= James Morgan (engineer) =

British architect and engineer (died 1856)

James Morgan (1776? – 18 February 1856) was a British architect and engineer, notably associated with the construction of the Regent's Canal in London.

He is thought to have been born in Carmarthen, south Wales, where he became employed by noted architect and planner John Nash – an association which was to last some 40 years. As a master-planner, Nash often left the completion of projects to his assistants and Morgan was no exception. His 1811 masterplan for Regent's Park and the surrounding areas, for example, saw Morgan gainfully employed in supervising much of the park's layout.

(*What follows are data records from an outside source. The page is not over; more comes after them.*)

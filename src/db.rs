//! Database connection pool and migration management.
//!
//! This module provides utilities for:
//! - Creating and managing a PostgreSQL connection pool
//! - Running database migrations automatically

use sqlx::{Pool, Postgres};

/// Type alias for PostgreSQL connection pool.
///
/// Instead of writing `Pool<Postgres>` everywhere, we can use `DbPool`.
pub type DbPool = Pool<Postgres>;

/// Create a new PostgreSQL connection pool.
///
/// A connection pool maintains multiple database connections that can be reused across HTTP requests which is much more efficient than opening a new connection for each request.
///
/// # Arguments
///
/// * `database_url` - PostgreSQL connection string
/// * `max_connections` - Upper bound on open connections
///
/// # Errors
///
/// Returns an error if:
/// - Database connection string is invalid
/// - Cannot connect to PostgreSQL server
/// - Database authentication fails
pub async fn create_pool(database_url: &str, max_connections: u32) -> Result<DbPool, sqlx::Error> {
    sqlx::postgres::PgPoolOptions::new()
        .max_connections(max_connections)
        .connect(database_url)
        .await
}

/// Run database migrations from the `migrations/` directory.
///
/// This function executes all SQL migration files in order. Migrations are tracked in a special `_sqlx_migrations` table, so each migration runs only once.
///
/// # Migration Files
///
/// - `20250101000001_create_api_keys.sql`
/// - `20250101000002_create_cards.sql`
/// - `20250101000003_create_transfers.sql`
///
/// # Errors
///
/// Returns an error if:
/// - SQL syntax errors in migration files
/// - Database errors during migration execution
pub async fn run_migrations(pool: &DbPool) -> Result<(), sqlx::migrate::MigrateError> {
    // The macro reads migrations at compile time from ./migrations directory
    sqlx::migrate!("./migrations").run(pool).await
}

That same year, Nash was approached by Thomas Homer to join a venture to construct a canal across north central London. Morgan, again, became responsible for the project's details, his plans formed the basis for the Regent's Canal Act passed by Parliament in 1812 and he was subsequently appointed the company’s engineer.

Although not a civil engineer of anything like the stature of contemporaries such as Thomas Telford, Morgan rose to the challenge of designing and supervising bridges, tunnels, basins and docks. Perhaps his most notable achievements were the Maida Hill and Islington tunnels – the latter was the longest on the canal, and when Telford himself was invited to inspect it in 1818, he opined: "materials and workmanship excellent, and its direction perfectly straight". The tunnel opened in 1820 and Morgan retained his role with the company for a further 15 years.

Morgan's other projects included: proposals (never realised) to canalise a stretch of the River Stour to Canterbury in Kent, a terrace of houses in Leamington Spa (with Nash) in 1827, St George's Church, Wolverhampton (1828-1830), and alterations to Bushbury Church, to the north of Wolverhampton (also 1830).

He died in London, and is buried in Brompton Cemetery.